Thursday 11th August

It’s now tough to get up in the morning, and I snap awake with a flood of adrenaline as the alarm sounds, feeling like it’s just minutes since I closed my eyes. I’m sure every one of the bootcampers is experiencing exactly the same thing.

I’m now intentionally pushing my wake up time back to about 7am to regain an extra thirty minutes, purposefully managing my sleep as a scant resource. I’m keenly aware of the physiological effects that this will be having on us, but however bad every other day has been, today — the last full day working on our projects — will be much worse. It’s 7.30am by the time I walk to campus and blazing hot already.

An expert opinion

At 5.30am, Paul had left me a message in our Slack channel to cover an interview with a relationship counselor in London at 8am. He had arranged to get some professional feedback on the product, which we’re now calling ‘Symmetry’. We want to run through the idea for the mobile app, the smartband and, finally, the sex toy itself.

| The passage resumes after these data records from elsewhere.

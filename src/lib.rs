//! Offline binary-compatibility verification for JVM plugins.
//!
//! A plugin artifact is checked against the class pools of a target
//! platform without executing any code: every symbolic reference the
//! plugin's class files carry is resolved the way the runtime would link
//! it, and each failure mode becomes a structured [`Problem`] at the
//! locations that triggered it.

pub mod classfile;
pub mod context;
pub mod descriptor;
pub mod engine;
pub mod load;
pub mod model;
pub mod plugin;
pub mod pool;
pub mod problem;
pub mod report;
pub mod resolver;

mod rules;

#[cfg(test)]
mod fixtures;

pub use context::{CancellationFlag, ExemptionPolicy, VerificationContext};
pub use engine::verify;
pub use model::BinaryClass;
pub use plugin::PluginDescriptor;
pub use pool::{ClassPool, ParsedPool, UnionPool};
pub use problem::{Location, Problem, ProblemReport, Severity};
pub use resolver::{CachingResolver, PoolResolver, Resolver, UnionResolver};
//! The artifact's declared descriptor, consumed as a plain struct.
//!
//! Parsing the descriptor out of whatever manifest format carries it is a
//! collaborator concern; the engine only reads the declared dependencies to
//! derive the exemption policy.

use serde::{Deserialize, Serialize};

/// Declared facts about the checked artifact.
#[derive(Clone, Debug, Deserialize, Serialize)]
pub struct PluginDescriptor {
    pub id: String,
    pub version: String,
    #[serde(default)]
    pub dependencies: Vec<PluginDependency>,
    #[serde(default)]
    pub since_build: Option<String>,
    #[serde(default)]
    pub until_build: Option<String>,
}

/// One declared dependency; optional dependencies may be absent from the
/// checked platform without that being an incompatibility.
#[derive(Clone, Debug, Deserialize, Serialize)]
pub struct PluginDependency {
    pub id: String,
    #[serde(default)]
    pub optional: bool,
}

impl PluginDependency {
    /// Package prefix covered by this dependency, in binary-name form.
    pub(crate) fn package_prefix(&self) -> String {
        self.id.replace('.', "/")
    }
}

#[cfg(test)]
mod tests {
    use super::*;

    #[test]
    fn descriptor_deserializes_with_defaults() {
        let descriptor: PluginDescriptor = serde_json::from_str(
            r#"{
                "id": "com.example.plugin",
                "version": "1.2.0",
                "dependencies": [
                    {"id": "com.example.optlib", "optional": true},
                    {"id": "com.example.core"}
                ]
            }"#,
        )
        .expect("deserialize descriptor");

        assert_eq!(descriptor.id, "com.example.plugin");
        assert_eq!(descriptor.dependencies.len(), 2);
        assert!(descriptor.dependencies[0].optional);
        assert!(!descriptor.dependencies[1].optional);
        assert_eq!(
            descriptor.dependencies[0].package_prefix(),
            "com/example/optlib"
        );
        assert!(descriptor.since_build.is_none());
    }
}
//! Building class pools from jar archives and class directories.
//!
//! All classes are parsed eagerly here so that lookups later on are
//! infallible. I/O failures while reading a source are fatal for the run;
//! treating an unreadable source as empty would manufacture false
//! not-found findings. Individual malformed classes are collected per pool
//! instead of failing the whole source.

use std::collections::BTreeMap;
use std::fs;
use std::io::Read;
use std::path::Path;
use std::sync::Arc;

use anyhow::{Context, Result};
use walkdir::WalkDir;
use zip::ZipArchive;

use crate::classfile;
use crate::model::BinaryClass;
use crate::pool::{ClassPool, MalformedEntry, ParsedPool};

/// Build a pool from a path, dispatching on its kind: a directory tree of
/// `.class` files or a `.jar`/`.zip` archive.
pub fn load_pool(path: &Path) -> Result<Arc<dyn ClassPool>> {
    if path.is_dir() {
        return load_dir_pool(path).map(|pool| Arc::new(pool) as Arc<dyn ClassPool>);
    }
    let extension = path.extension().and_then(|ext| ext.to_str()).unwrap_or("");
    match extension {
        "jar" | "zip" => load_jar_pool(path).map(|pool| Arc::new(pool) as Arc<dyn ClassPool>),
        _ => anyhow::bail!("unsupported class source: {}", path.display()),
    }
}

/// Pool over the `.class` entries of a jar archive.
pub fn load_jar_pool(path: &Path) -> Result<ParsedPool> {
    let file =
        fs::File::open(path).with_context(|| format!("failed to open {}", path.display()))?;
    let mut archive =
        ZipArchive::new(file).with_context(|| format!("failed to read {}", path.display()))?;

    let mut entry_names = Vec::new();
    for index in 0..archive.len() {
        let entry = archive
            .by_index(index)
            .with_context(|| format!("failed to read {}", path.display()))?;
        if entry.is_dir() {
            continue;
        }
        let name = entry.name().to_string();
        if name.ends_with(".class") && !name.ends_with("module-info.class") {
            entry_names.push(name);
        }
    }
    entry_names.sort();

    let origin = path.display().to_string();
    let mut classes = BTreeMap::new();
    let mut malformed = Vec::new();
    for name in entry_names {
        let mut entry = archive
            .by_name(&name)
            .with_context(|| format!("failed to read {}:{}", path.display(), name))?;
        let mut data = Vec::new();
        entry
            .read_to_end(&mut data)
            .with_context(|| format!("failed to read {}:{}", path.display(), name))?;
        index_class(&origin, entry_class_name(&name), &data, &mut classes, &mut malformed);
    }

    tracing::debug!(
        origin = %origin,
        classes = classes.len(),
        malformed = malformed.len(),
        "loaded jar pool"
    );
    Ok(ParsedPool::from_parts(origin, classes, malformed))
}

/// Pool over all `.class` files below a directory root.
pub fn load_dir_pool(root: &Path) -> Result<ParsedPool> {
    let mut paths = Vec::new();
    for entry in WalkDir::new(root) {
        let entry =
            entry.with_context(|| format!("failed to walk directory {}", root.display()))?;
        if !entry.file_type().is_file() {
            continue;
        }
        let path = entry.into_path();
        let name = path.to_string_lossy().to_string();
        if name.ends_with(".class") && !name.ends_with("module-info.class") {
            paths.push(path);
        }
    }
    paths.sort();

    let origin = root.display().to_string();
    let mut classes = BTreeMap::new();
    let mut malformed = Vec::new();
    for path in paths {
        let data =
            fs::read(&path).with_context(|| format!("failed to read {}", path.display()))?;
        let relative = path.strip_prefix(root).unwrap_or(&path);
        let fallback = entry_class_name(&relative.to_string_lossy().replace('\\', "/"));
        index_class(&origin, fallback, &data, &mut classes, &mut malformed);
    }

    tracing::debug!(
        origin = %origin,
        classes = classes.len(),
        malformed = malformed.len(),
        "loaded directory pool"
    );
    Ok(ParsedPool::from_parts(origin, classes, malformed))
}

/// Parse one class and index it under its declared name; the entry-derived
/// name is only a fallback for reporting parse failures.
fn index_class(
    origin: &str,
    fallback_name: String,
    data: &[u8],
    classes: &mut BTreeMap<String, Arc<BinaryClass>>,
    malformed: &mut Vec<MalformedEntry>,
) {
    match classfile::parse(data) {
        Ok(class) => {
            classes.insert(class.name.clone(), Arc::new(class));
        }
        Err(error) => {
            tracing::warn!(origin = %origin, class = %fallback_name, %error, "malformed class");
            malformed.push(MalformedEntry {
                name: fallback_name,
                reason: error.to_string(),
            });
        }
    }
}

fn entry_class_name(entry_name: &str) -> String {
    entry_name.trim_end_matches(".class").to_string()
}
//! JVM type descriptor helpers.
//!
//! Descriptors are treated as plain strings; only the reference-type class
//! names buried inside them matter to symbol resolution. Primitive and array
//! dimensions are recognized but never treated as class references.

/// Class name referenced by a field-style type descriptor.
///
/// Array dimensions are stripped down to the element type. Returns `None`
/// for primitives and primitive arrays.
pub fn element_class(descriptor: &str) -> Option<&str> {
    descriptor
        .trim_start_matches('[')
        .strip_prefix('L')
        .and_then(|rest| rest.strip_suffix(';'))
}

/// Class name referenced by a constant pool `Class` entry.
///
/// Such entries hold a bare binary name, except for array types where they
/// hold a descriptor instead.
pub fn class_entry_reference(raw: &str) -> Option<&str> {
    if raw.starts_with('[') {
        element_class(raw)
    } else {
        Some(raw)
    }
}

/// All reference-type class names mentioned by a method descriptor,
/// parameters and return type alike.
pub fn method_descriptor_classes(descriptor: &str) -> Vec<String> {
    let mut classes = Vec::new();
    let bytes = descriptor.as_bytes();
    let mut index = 0;
    while index < bytes.len() {
        match bytes[index] {
            b'L' => {
                let Some(end) = descriptor[index..].find(';') else {
                    break;
                };
                let class = &descriptor[index + 1..index + end];
                if !classes.iter().any(|seen| seen == class) {
                    classes.push(class.to_string());
                }
                index += end + 1;
            }
            _ => index += 1,
        }
    }
    classes
}

#[cfg(test)]
mod tests {
    use super::*;

    #[test]
    fn element_class_strips_array_dimensions() {
        assert_eq!(element_class("Lcom/example/Api;"), Some("com/example/Api"));
        assert_eq!(element_class("[[Lcom/example/Api;"), Some("com/example/Api"));
        assert_eq!(element_class("I"), None);
        assert_eq!(element_class("[[I"), None);
    }

    #[test]
    fn class_entry_reference_handles_bare_names_and_arrays() {
        assert_eq!(class_entry_reference("com/example/Api"), Some("com/example/Api"));
        assert_eq!(class_entry_reference("[Lcom/example/Api;"), Some("com/example/Api"));
        assert_eq!(class_entry_reference("[I"), None);
    }

    #[test]
    fn method_descriptor_classes_cover_parameters_and_return() {
        let classes =
            method_descriptor_classes("(ILjava/lang/String;[Lcom/example/Api;)Ljava/util/List;");

        assert_eq!(
            classes,
            vec!["java/lang/String", "com/example/Api", "java/util/List"]
        );
    }

    #[test]
    fn method_descriptor_classes_deduplicates() {
        let classes = method_descriptor_classes("(Ljava/lang/String;)Ljava/lang/String;");

        assert_eq!(classes, vec!["java/lang/String"]);
    }
}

This call is a critical moment in the development of the product. As I introduce myself, it’s still a little odd to be openly discussing sex and sex toys with a stranger and I’m dancing around the words ‘sex’ and ‘vibrator’. The counselor pulls me up on this, and tells me that I need to “just introduce the topic head on, and immediately”. It’s an important message that the whole team incorporate into our pitch and our conversations for the next couple of days. Anyone speaking to us after the call will probably have noticed we became much more direct when discussing our product after Thursday morning.

The rest of the call serves as a profound reminder of the significance of the problem we’re tackling. I’m told that a lack of physical intimacy is a contributor in three out of ten relationship breakdowns. Furthermore, for three of the counselor’s most recent clients, all women, they hadn’t had sex with their husbands for an average of 4 years (the shortest was one year, the longest ten years).

It’s obvious that some high tech gadget isn’t going to solve this deep and intricate problem. People in long distance relationships miss out on companionship, shared hobbies and visceral, sensory cues like smell and touch. We’ll only be scratching the surface of a much deeper issue.

As we talk through our app and how it’s intended to keep couples in contact, the counsellor suggests that for her, just as for Marius last night, the wristband is nothing more than a distraction and the app of little obvious benefit. She describes how intrusive she would find it if her partner was following her movements (something we had seen as a comforting feature), and is cool to the idea of transmitting a simple haptic tap or squeeze via the band.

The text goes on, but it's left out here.